But in a corner, stuck against the wall, was something which chilled
Hereward's blood a little. A dried human hand, which he knew must have
been stolen off the gallows, gripping in its fleshless fingers a candle,
which he knew was made of human fat. That candle, he knew, duly lighted
and carried, would enable the witch to walk unseen into any house on
earth, yea, through the court of King William himself, while it drowned
all men in preternatural slumber.
Hereward was very much frightened. He believed as devoutly in the powers
of a witch as did then--and does now, for aught Italian literature, _e
permissu superiorum_, shows--the Pope of Rome.
So he trembled on his rushes, and wished himself safe through that
adventure, without being turned into a hare or a wolf.
"I would sooner be a wolf than a hare, of course, killing being more in my
trade than being killed; but--who comes here?"
And to the first old crone, who sat winking her bleared eyes, and warming
her bleared hands over a little heap of peat in the middle of the cabin,
entered another crone, if possible uglier.
"Two of them! If I am not roasted and eaten this night, I am a lucky man."
And Hereward crossed himself devoutly, and invoked St. Ethelfrida of Ely,
St. Guthlac of Crowland, St. Felix of Ramsey,--to whom, he recollected, he
had been somewhat remiss; but, above all, St. Peter of Peterborough, whose
treasures he had given to the Danes. And he argued stoutly with St.
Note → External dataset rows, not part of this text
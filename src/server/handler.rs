//! WebSocket frame handling
//!
//! Maps what the socket yields onto relay session events.

use std::fmt;

use axum::extract::ws::Message;

use crate::relay::ConnectionEvent;

/// Translate one read from the socket into a session event
///
/// Pings are answered by axum itself, so control frames produce no event.
/// Binary payloads are decoded lossily so the relay only ever sees text.
pub fn frame_to_event<E: fmt::Display>(
    frame: Option<Result<Message, E>>,
) -> Option<ConnectionEvent> {
    match frame {
        Some(Ok(Message::Text(text))) => Some(ConnectionEvent::Message(text.as_str().to_owned())),
        Some(Ok(Message::Binary(data))) => Some(ConnectionEvent::Message(
            String::from_utf8_lossy(&data).into_owned(),
        )),
        Some(Ok(Message::Ping(_))) | Some(Ok(Message::Pong(_))) => None,
        Some(Ok(Message::Close(_))) | None => Some(ConnectionEvent::Closed),
        Some(Err(e)) => Some(ConnectionEvent::Error(e.to_string())),
    }
}
//! WebSocket server implementation
//!
//! Listens on a single port, answers plain HTTP health checks, upgrades
//! WebSocket requests and hands each connection to the relay.

use std::fmt;
use std::net::SocketAddr;
use std::sync::Arc;
use std::time::Duration;

use axum::extract::ws::{Message, WebSocket};
use futures_util::{Sink, SinkExt, Stream, StreamExt};
use tokio::net::TcpListener;
use tokio::sync::{broadcast, mpsc};
use tokio::task::JoinHandle;
use tokio::time;
use tracing::{debug, error, info, warn};

use super::handler::frame_to_event;
use super::routes::{build_router, AppState};
use crate::config::RelayConfig;
use crate::relay::{
    ClientConnection, ConnectionEvent, ConnectionState, Registry, Router, Session,
};

/// How long shutdown waits for connection tasks to wind down
const SHUTDOWN_GRACE: Duration = Duration::from_secs(5);

/// How long a finished connection may spend flushing its queue
const WRITER_DRAIN_TIMEOUT: Duration = Duration::from_secs(5);

/// Configuration for the WebSocket server
#[derive(Debug, Clone)]
pub struct ServerConfig {
    /// Address to bind to
    pub bind: String,
    /// Port to listen on
    pub port: u16,
    /// Fan-out and transport settings
    pub relay: RelayConfig,
}

impl ServerConfig {
    /// Create a new server configuration
    pub fn new(bind: String, port: u16) -> Self {
        Self {
            bind,
            port,
            relay: RelayConfig::default(),
        }
    }

    /// Set the relay configuration
    pub fn with_relay(mut self, relay: RelayConfig) -> Self {
        self.relay = relay;
        self
    }

    /// Get the socket address to bind to
    pub fn socket_addr(&self) -> String {
        format!("{}:{}", self.bind, self.port)
    }
}

/// Relay server accepting WebSocket clients
pub struct WebSocketServer {
    config: ServerConfig,
    router: Arc<Router>,
    shutdown_tx: broadcast::Sender<()>,
}
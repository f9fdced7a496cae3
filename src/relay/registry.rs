//! Connection registry
//!
//! Single source of truth for who is connected right now. Owns the identity
//! counter and the id -> connection map; every read and write goes through
//! the lock, and broadcasts iterate over a snapshot taken under a short read
//! lock rather than over the live map.

use std::collections::BTreeMap;
use std::sync::atomic::{AtomicU64, Ordering};
use std::sync::Arc;

use tokio::sync::RwLock;
use tracing::debug;

use super::{ClientConnection, ConnectionId, ConnectionState};

/// Registry of open connections keyed by identity
pub struct Registry {
    /// Next identity to hand out; starts at 1 and never goes back
    next_id: AtomicU64,
    connections: RwLock<BTreeMap<ConnectionId, Arc<ClientConnection>>>,
}

impl Registry {
    pub fn new() -> Self {
        Self {
            next_id: AtomicU64::new(1),
            connections: RwLock::new(BTreeMap::new()),
        }
    }

    /// Register a connection and mark it open
    ///
    /// Returns the freshly assigned identity. Identities are never reused,
    /// even after the connection holding one has gone away.
    pub async fn register(&self, connection: Arc<ClientConnection>) -> ConnectionId {
        let id = ConnectionId::new(self.next_id.fetch_add(1, Ordering::Relaxed));

        let mut connections = self.connections.write().await;
        connection.set_state(ConnectionState::Open);
        let previous = connections.insert(id, connection);
        assert!(
            previous.is_none(),
            "registry inconsistency: connection id {id} assigned twice"
        );

        debug!("Registered Client {} ({} connected)", id, connections.len());
        id
    }

    /// Remove a connection if it is still registered
    ///
    /// Idempotent: unknown or already removed ids are ignored. Returns
    /// whether an entry was actually removed.
    pub async fn deregister(&self, id: ConnectionId) -> bool {
        let removed = {
            let mut connections = self.connections.write().await;
            connections.remove(&id)
        };

        match removed {
            Some(connection) => {
                connection.set_state(ConnectionState::Closed);
                debug!("Deregistered Client {}", id);
                true
            }
            None => false,
        }
    }

    /// Point-in-time copy of the membership, ordered by identity
    ///
    /// The lock is released before this returns, so callers may take as long
    /// as they like delivering to the entries.
    pub async fn snapshot(&self) -> Vec<(ConnectionId, Arc<ClientConnection>)> {
        let connections = self.connections.read().await;
        connections
            .iter()
            .map(|(id, conn)| (*id, Arc::clone(conn)))
            .collect()
    }

    /// Look up a registered connection
    pub async fn get(&self, id: ConnectionId) -> Option<Arc<ClientConnection>> {
        self.connections.read().await.get(&id).cloned()
    }

    /// Number of registered connections
    pub async fn len(&self) -> usize {
        self.connections.read().await.len()
    }

    pub async fn is_empty(&self) -> bool {
        self.connections.read().await.is_empty()
    }
}

impl Default for Registry {
    fn default() -> Self {
        Self::new()
    }
}
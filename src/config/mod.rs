//! Configuration module
//!
//! Loads the optional relay configuration file.

mod relay;

pub use relay::*;
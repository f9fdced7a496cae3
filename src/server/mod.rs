//! WebSocket server module
//!
//! Accepts client sockets, serves the HTTP health check and bridges
//! WebSocket frames into the relay.

mod handler;
mod routes;
mod websocket;

pub use websocket::*;
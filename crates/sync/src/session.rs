use backscroll_protocol::{BatchKind, Request, Username, encode_request, parse_inbound};

use crate::config::SyncConfig;
use crate::render::{MessageFormatter, NullSink, RenderList, RenderSink, RenderedMessage};
use crate::state::{Effect, ResetPolicy, SyncContext, SyncEvent, SyncState};
use crate::transport::{Transport, TransportEvent};

/// Observers for outbound requests and rendered batches.
///
/// Meant for collaborators such as a reconnection or persistence layer. All methods
/// default to no-ops.
pub trait SessionHooks {
    fn load_more_requested(&mut self, _offset: usize) {}
    fn broadcast_requested(&mut self, _message: &str) {}
    fn batch_ready(&mut self, _kind: BatchKind, _records: &[RenderedMessage]) {}
}

/// Everything one chat view needs: transport, pagination state and the message list.
///
/// Construct one per view. All handlers run to completion and are expected to be
/// called from a single event loop, in arrival order.
pub struct ChatSession<T> {
    transport: T,
    state: SyncState,
    list: RenderList,
    formatter: MessageFormatter,
    config: SyncConfig,
    sink: Box<dyn RenderSink>,
    hooks: Vec<Box<dyn SessionHooks>>,
}

impl<T: Transport> ChatSession<T> {
    pub fn new(transport: T, viewer: Username, config: SyncConfig) -> Self {
        let config = config.normalized();
        let formatter = MessageFormatter::new(viewer, config.time_format.clone(), config.clock);
        Self {
            transport,
            state: SyncState::default(),
            list: RenderList::new(),
            formatter,
            config,
            sink: Box::new(NullSink),
            hooks: Vec::new(),
        }
    }

    pub fn with_sink(mut self, sink: impl RenderSink + 'static) -> Self {
        self.sink = Box::new(sink);
        self
    }

    pub fn add_hooks(&mut self, hooks: impl SessionHooks + 'static) {
        self.hooks.push(Box::new(hooks));
    }

    pub fn state(&self) -> SyncState {
        self.state
    }

    pub fn config(&self) -> &SyncConfig {
        &self.config
    }

    /// Pagination cursor: how many messages are materialized.
    pub fn offset(&self) -> usize {
        self.list.len()
    }

    pub fn render_list(&self) -> &RenderList {
        &self.list
    }

    pub fn is_connected(&self) -> bool {
        self.transport.is_connected()
    }

    pub fn transport(&self) -> &T {
        &self.transport
    }

    pub fn transport_mut(&mut self) -> &mut T {
        &mut self.transport
    }

    /// Routes one transport event to its handler.
    pub fn handle(&mut self, event: TransportEvent) {
        match event {
            TransportEvent::Opened => self.on_open(),
            TransportEvent::Frame(frame) => self.on_frame(&frame),
            TransportEvent::Closed => self.on_closed(),
        }
    }

    /// Seeds the view with the first page of history.
    pub fn on_open(&mut self) {
        tracing::info!("chat transport opened");
        self.dispatch(SyncEvent::Opened);
    }

    /// Parses, classifies and renders one inbound frame. Malformed frames are dropped.
    pub fn on_frame(&mut self, frame: &str) {
        let inbound = match parse_inbound(frame) {
            Ok(inbound) => inbound,
            Err(error) => {
                tracing::warn!("dropping malformed inbound frame: {}", error);
                return;
            }
        };

        tracing::debug!(kind = ?inbound.kind(), messages = inbound.len(), "inbound batch");
        self.dispatch(SyncEvent::Received(inbound));
    }

    pub fn on_closed(&mut self) {
        tracing::info!(
            request_in_flight = self.state.request_in_flight,
            "chat transport closed"
        );
        self.transport.close();
        self.dispatch(SyncEvent::ConnectionLost);
    }

    /// Asks for the next page of older messages. Returns false when suppressed.
    pub fn request_history(&mut self) -> bool {
        self.dispatch(SyncEvent::HistoryRequested)
    }

    /// Asks the server to broadcast `text`. Returns false when rejected locally.
    pub fn request_broadcast(&mut self, text: &str) -> bool {
        self.dispatch(SyncEvent::BroadcastRequested(text.to_string()))
    }

    /// Prepares the session for reuse on a fresh connection.
    pub fn reset(&mut self, policy: ResetPolicy) {
        self.dispatch(SyncEvent::Reset(policy));
    }

    // Returns true when at least one outbound frame was handed to the transport.
    fn dispatch(&mut self, event: SyncEvent) -> bool {
        let previous = self.state;
        let context = SyncContext {
            connected: self.transport.is_connected(),
            materialized: self.list.len(),
            max_message_bytes: self.config.max_message_bytes,
        };
        let transition = self.state.apply(event, context);
        self.state = transition.state;

        let mut sent = false;
        for effect in transition.effects {
            match effect {
                Effect::Send(request) => {
                    if self.send(&request) {
                        sent = true;
                    } else {
                        // Nothing went out, so nothing is in flight.
                        self.state = previous;
                    }
                }
                Effect::Prepend(batch) => {
                    let mut records = Vec::with_capacity(batch.len());
                    for message in &batch {
                        let record = self.list.prepend(self.formatter.format(message));
                        self.sink.insert_oldest(record);
                        records.push(record.clone());
                    }
                    for hooks in &mut self.hooks {
                        hooks.batch_ready(BatchKind::History, &records);
                    }
                }
                Effect::Append(batch) => {
                    let mut records = Vec::with_capacity(batch.len());
                    for message in &batch {
                        let record = self.list.append(self.formatter.format(message));
                        self.sink.insert_newest(record);
                        records.push(record.clone());
                    }
                    for hooks in &mut self.hooks {
                        hooks.batch_ready(BatchKind::Live, &records);
                    }
                }
                Effect::Notice(notice) => self.sink.notice(notice),
            }
        }

        if self.state.history_exhausted && !previous.history_exhausted {
            tracing::info!(offset = self.list.len(), "message history exhausted");
        }

        sent
    }

    fn send(&mut self, request: &Request) -> bool {
        let frame = match encode_request(request) {
            Ok(frame) => frame,
            Err(error) => {
                tracing::warn!("failed to encode {} request: {}", request.action(), error);
                return false;
            }
        };

        if let Err(error) = self.transport.send(frame) {
            tracing::warn!("failed to send {} request: {}", request.action(), error);
            return false;
        }

        tracing::debug!(action = request.action(), "request sent");
        match request {
            Request::LoadMore { offset } => {
                for hooks in &mut self.hooks {
                    hooks.load_more_requested(*offset as usize);
                }
            }
            Request::Broadcast { message } => {
                for hooks in &mut self.hooks {
                    hooks.broadcast_requested(message);
                }
            }
        }
        true
    }
}
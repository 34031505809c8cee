use snafu::Snafu;

#[derive(Debug, Snafu)]
#[snafu(visibility(pub(crate)))]
pub enum ClientError {
    #[snafu(display("failed to connect to {url} on `{stage}`: {source}"))]
    Connect {
        stage: &'static str,
        url: String,
        source: tokio_tungstenite::tungstenite::Error,
    },
    #[snafu(display("failed to read terminal input on `{stage}`: {source}"))]
    ReadInput {
        stage: &'static str,
        source: std::io::Error,
    },
}

pub type ClientResult<T> = Result<T, ClientError>;
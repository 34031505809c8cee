#![deny(unsafe_code)]

//! Chat stream synchronization.
//!
//! Merges live pushes and paginated history into one chronologically ordered list,
//! guarding history requests so at most one is outstanding and none follow exhaustion.

pub mod compose;
pub mod config;
pub mod render;
pub mod scroll;
/// Event loop facing context object.
pub mod session;
/// Deterministic pagination state machine.
pub mod state;
pub mod transport;

pub use compose::Compose;
pub use config::{Clock, SyncConfig};
pub use render::{AuthorStyle, MessageFormatter, NullSink, RenderList, RenderSink, RenderedMessage};
pub use scroll::{ScrollGeometry, ScrollTrigger};
pub use session::{ChatSession, SessionHooks};
pub use state::{Effect, Notice, ResetPolicy, SyncContext, SyncEvent, SyncState, Transition};
pub use transport::{MemoryTransport, Transport, TransportError, TransportEvent, TransportResult};
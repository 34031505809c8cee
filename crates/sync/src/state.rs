use backscroll_protocol::{Batch, Inbound, Request, encode_request};

/// Pagination flags for one chat session.
///
/// Together with the materialized message count this is the whole synchronizer
/// state; every change goes through [`SyncState::apply`].
#[derive(Debug, Clone, Copy, PartialEq, Eq, Default)]
pub struct SyncState {
    /// Set once a history request came back empty. Never cleared except by reset.
    pub history_exhausted: bool,
    /// A `loadMore` request is outstanding.
    pub request_in_flight: bool,
    /// The terminal connection notice was already rendered.
    pub closed_notice_shown: bool,
}

/// Environment snapshot the transition depends on.
#[derive(Debug, Clone, Copy, PartialEq, Eq)]
pub struct SyncContext {
    pub connected: bool,
    /// Messages currently in the render list; doubles as the pagination offset.
    pub materialized: usize,
    /// Largest encoded frame the server reads before dropping the connection.
    pub max_message_bytes: usize,
}

/// How a reconnection should treat the exhaustion flag.
#[derive(Debug, Clone, Copy, PartialEq, Eq, Default)]
pub struct ResetPolicy {
    /// Only worth setting when the server-side history could have grown.
    pub clear_history_exhausted: bool,
}

/// Inputs to the synchronizer state machine.
#[derive(Debug, Clone, PartialEq, Eq)]
pub enum SyncEvent {
    Opened,
    HistoryRequested,
    BroadcastRequested(String),
    Received(Inbound),
    ConnectionLost,
    Reset(ResetPolicy),
}

/// User-visible status lines that are not chat messages.
#[derive(Debug, Clone, Copy, PartialEq, Eq, Hash)]
pub enum Notice {
    ConnectionClosed,
    ConnectFailed,
}

impl Notice {
    pub fn text(&self) -> &'static str {
        match self {
            Self::ConnectionClosed => "Connection closed.",
            Self::ConnectFailed => "Could not connect to the chat server.",
        }
    }
}

/// Side effects a transition asks the session to carry out, in order.
#[derive(Debug, Clone, PartialEq, Eq)]
pub enum Effect {
    Send(Request),
    /// Insert at the historical end, one message at a time in batch order.
    Prepend(Batch),
    /// Insert at the live end in batch order.
    Append(Batch),
    Notice(Notice),
}

/// Result of applying one event.
#[derive(Debug, Clone, PartialEq, Eq)]
pub struct Transition {
    pub state: SyncState,
    pub effects: Vec<Effect>,
}

impl Transition {
    fn unchanged(state: SyncState) -> Self {
        Self {
            state,
            effects: Vec::new(),
        }
    }

    fn with_effect(state: SyncState, effect: Effect) -> Self {
        Self {
            state,
            effects: vec![effect],
        }
    }

    /// True when the event was a no-op.
    pub fn is_noop(&self, previous: &SyncState) -> bool {
        self.effects.is_empty() && self.state == *previous
    }
}

impl SyncState {
    /// Returns true when a history request would currently be sent.
    pub fn can_request_history(&self, connected: bool) -> bool {
        connected && !self.history_exhausted && !self.request_in_flight
    }

    /// Applies one event deterministically.
    ///
    /// Unmet preconditions produce an empty transition instead of an error, so callers
    /// may fire requests speculatively.
    pub fn apply(&self, event: SyncEvent, context: SyncContext) -> Transition {
        match event {
            SyncEvent::Opened | SyncEvent::HistoryRequested => self.apply_history_request(context),
            SyncEvent::BroadcastRequested(text) => self.apply_broadcast(text, context),
            SyncEvent::Received(inbound) => self.apply_received(inbound),
            SyncEvent::ConnectionLost => self.apply_connection_lost(),
            SyncEvent::Reset(policy) => self.apply_reset(policy),
        }
    }

    fn apply_history_request(&self, context: SyncContext) -> Transition {
        if !self.can_request_history(context.connected) {
            return Transition::unchanged(*self);
        }

        let next = Self {
            request_in_flight: true,
            ..*self
        };
        Transition::with_effect(next, Effect::Send(Request::load_more(context.materialized)))
    }

    fn apply_broadcast(&self, text: String, context: SyncContext) -> Transition {
        if !context.connected || text.trim().is_empty() {
            return Transition::unchanged(*self);
        }

        let request = Request::broadcast(text);
        // JSON escaping can grow the frame well past the text length.
        let fits = encode_request(&request)
            .is_ok_and(|frame| frame.len() <= context.max_message_bytes);
        if !fits {
            return Transition::unchanged(*self);
        }

        Transition::with_effect(*self, Effect::Send(request))
    }

    fn apply_received(&self, inbound: Inbound) -> Transition {
        match inbound {
            Inbound::HistoryExhausted => Transition::unchanged(Self {
                history_exhausted: true,
                request_in_flight: false,
                ..*self
            }),
            Inbound::History(batch) => Transition::with_effect(
                Self {
                    request_in_flight: false,
                    ..*self
                },
                Effect::Prepend(batch),
            ),
            Inbound::Live(batch) if batch.is_empty() => Transition::unchanged(*self),
            Inbound::Live(batch) => Transition::with_effect(*self, Effect::Append(batch)),
        }
    }

    fn apply_connection_lost(&self) -> Transition {
        if self.closed_notice_shown {
            return Transition::unchanged(*self);
        }

        // The in-flight flag stays set: there is no retry, only an external reset.
        Transition::with_effect(
            Self {
                closed_notice_shown: true,
                ..*self
            },
            Effect::Notice(Notice::ConnectionClosed),
        )
    }

    fn apply_reset(&self, policy: ResetPolicy) -> Transition {
        Transition::unchanged(Self {
            history_exhausted: self.history_exhausted && !policy.clear_history_exhausted,
            request_in_flight: false,
            closed_notice_shown: false,
        })
    }
}
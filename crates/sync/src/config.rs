use serde::{Deserialize, Serialize};

/// Exact-boundary policy: only fire when the surface touches the oldest message.
pub const DEFAULT_SCROLL_THRESHOLD: f32 = 0.0;
/// Largest frame the server reads before dropping the connection.
pub const DEFAULT_MAX_MESSAGE_BYTES: usize = 2048;
pub const DEFAULT_TIME_FORMAT: &str = "%H:%M";

/// Which clock message timestamps are shown in.
#[derive(Debug, Clone, Copy, PartialEq, Eq, Default, Serialize, Deserialize)]
#[serde(rename_all = "lowercase")]
pub enum Clock {
    #[default]
    Local,
    Utc,
}

/// Tunables for one chat session.
#[derive(Debug, Clone, PartialEq, Serialize, Deserialize)]
pub struct SyncConfig {
    /// Distance from the history edge at or below which older messages are requested.
    #[serde(default = "default_scroll_threshold")]
    pub scroll_threshold: f32,
    #[serde(default = "default_max_message_bytes")]
    pub max_message_bytes: usize,
    /// `chrono` strftime pattern for the per-message time label.
    #[serde(default = "default_time_format")]
    pub time_format: String,
    #[serde(default)]
    pub clock: Clock,
}

impl Default for SyncConfig {
    fn default() -> Self {
        Self {
            scroll_threshold: DEFAULT_SCROLL_THRESHOLD,
            max_message_bytes: DEFAULT_MAX_MESSAGE_BYTES,
            time_format: default_time_format(),
            clock: Clock::default(),
        }
    }
}

impl SyncConfig {
    pub fn normalized(mut self) -> Self {
        if !self.scroll_threshold.is_finite() || self.scroll_threshold < 0.0 {
            self.scroll_threshold = DEFAULT_SCROLL_THRESHOLD;
        }
        if self.max_message_bytes == 0 {
            self.max_message_bytes = DEFAULT_MAX_MESSAGE_BYTES;
        }
        self.time_format = self.time_format.trim().to_string();
        if self.time_format.is_empty() {
            self.time_format = default_time_format();
        }
        self
    }

    pub fn with_scroll_threshold(mut self, threshold: f32) -> Self {
        self.scroll_threshold = threshold;
        self
    }

    pub fn with_clock(mut self, clock: Clock) -> Self {
        self.clock = clock;
        self
    }
}

fn default_scroll_threshold() -> f32 {
    DEFAULT_SCROLL_THRESHOLD
}

fn default_max_message_bytes() -> usize {
    DEFAULT_MAX_MESSAGE_BYTES
}

fn default_time_format() -> String {
    DEFAULT_TIME_FORMAT.to_string()
}
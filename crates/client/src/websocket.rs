use std::sync::Arc;
use std::sync::atomic::{AtomicBool, Ordering};

use backscroll_sync::transport::{ChannelClosedSnafu, DisconnectedSnafu};
use backscroll_sync::{Transport, TransportEvent, TransportResult};
use futures::{SinkExt, StreamExt};
use snafu::{OptionExt, ResultExt, ensure};
use tokio::net::TcpStream;
use tokio::sync::mpsc;
use tokio::task::JoinHandle;
use tokio_tungstenite::tungstenite::Message;
use tokio_tungstenite::{MaybeTlsStream, WebSocketStream, connect_async};

use crate::error::{ClientResult, ConnectSnafu};

type Socket = WebSocketStream<MaybeTlsStream<TcpStream>>;

enum Outbound {
    Frame(String),
    Close,
}

/// Sending half of a WebSocket chat connection.
pub struct WebSocketTransport {
    outbound: mpsc::UnboundedSender<Outbound>,
    connected: Arc<AtomicBool>,
}

/// A live connection: the transport, its event feed and the socket pump task.
pub struct WebSocketConnection {
    pub transport: WebSocketTransport,
    pub events: mpsc::UnboundedReceiver<TransportEvent>,
    pub pump: JoinHandle<()>,
}

/// Opens the socket and starts pumping frames.
///
/// The event feed starts with [`TransportEvent::Opened`] and ends with
/// [`TransportEvent::Closed`] once the socket goes away for any reason.
pub async fn connect(url: &str) -> ClientResult<WebSocketConnection> {
    let (socket, _response) = connect_async(url).await.context(ConnectSnafu {
        stage: "websocket-connect",
        url: url.to_string(),
    })?;
    tracing::info!("connected to {}", url);

    let connected = Arc::new(AtomicBool::new(true));
    let (outbound_tx, outbound_rx) = mpsc::unbounded_channel();
    let (event_tx, event_rx) = mpsc::unbounded_channel();
    let _ = event_tx.send(TransportEvent::Opened);

    let pump = tokio::spawn(pump(socket, outbound_rx, event_tx, connected.clone()));

    Ok(WebSocketConnection {
        transport: WebSocketTransport {
            outbound: outbound_tx,
            connected,
        },
        events: event_rx,
        pump,
    })
}

async fn pump(
    socket: Socket,
    mut outbound: mpsc::UnboundedReceiver<Outbound>,
    events: mpsc::UnboundedSender<TransportEvent>,
    connected: Arc<AtomicBool>,
) {
    let (mut writer, mut reader) = socket.split();

    loop {
        tokio::select! {
            next = outbound.recv() => match next {
                Some(Outbound::Frame(frame)) => {
                    if let Err(error) = writer.send(Message::Text(frame.into())).await {
                        tracing::warn!("failed to write websocket frame: {}", error);
                        break;
                    }
                }
                Some(Outbound::Close) | None => {
                    let _ = writer.send(Message::Close(None)).await;
                    break;
                }
            },
            incoming = reader.next() => match incoming {
                Some(Ok(Message::Text(text))) => {
                    if events.send(TransportEvent::Frame(text.as_str().to_owned())).is_err() {
                        break;
                    }
                }
                Some(Ok(Message::Close(_))) | None => break,
                // tungstenite answers pings itself; binary frames are not part of the protocol.
                Some(Ok(_)) => {}
                Some(Err(error)) => {
                    tracing::warn!("websocket read failed: {}", error);
                    break;
                }
            },
        }
    }

    connected.store(false, Ordering::SeqCst);
    let _ = events.send(TransportEvent::Closed);
}

impl Transport for WebSocketTransport {
    fn is_connected(&self) -> bool {
        self.connected.load(Ordering::SeqCst)
    }

    fn send(&mut self, frame: String) -> TransportResult<()> {
        ensure!(
            self.is_connected(),
            DisconnectedSnafu {
                stage: "websocket-send",
            }
        );

        self.outbound
            .send(Outbound::Frame(frame))
            .ok()
            .context(ChannelClosedSnafu {
                stage: "websocket-send",
            })
    }

    fn close(&mut self) {
        if self.connected.swap(false, Ordering::SeqCst) {
            let _ = self.outbound.send(Outbound::Close);
        }
    }
}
Peter
and with his own conscience, that the means sanctify the end, and that he
had done it all for the best.
"If thou wilt help me out of this strait, and the rest, blessed Apostle, I
will give thee--I will go to Constantinople but what I will win it--a
golden table twice as fine as those villains carried off, and one of the
Bourne manors--Witham--or Toft--or Mainthorpe--whichever pleases thee
best, in full fee; and a--and a--"
But while Hereward was casting in his mind what gewgaw further might
suffice to appease the Apostle, he was recalled to business and
common-sense by hearing the two old hags talk to each other in French.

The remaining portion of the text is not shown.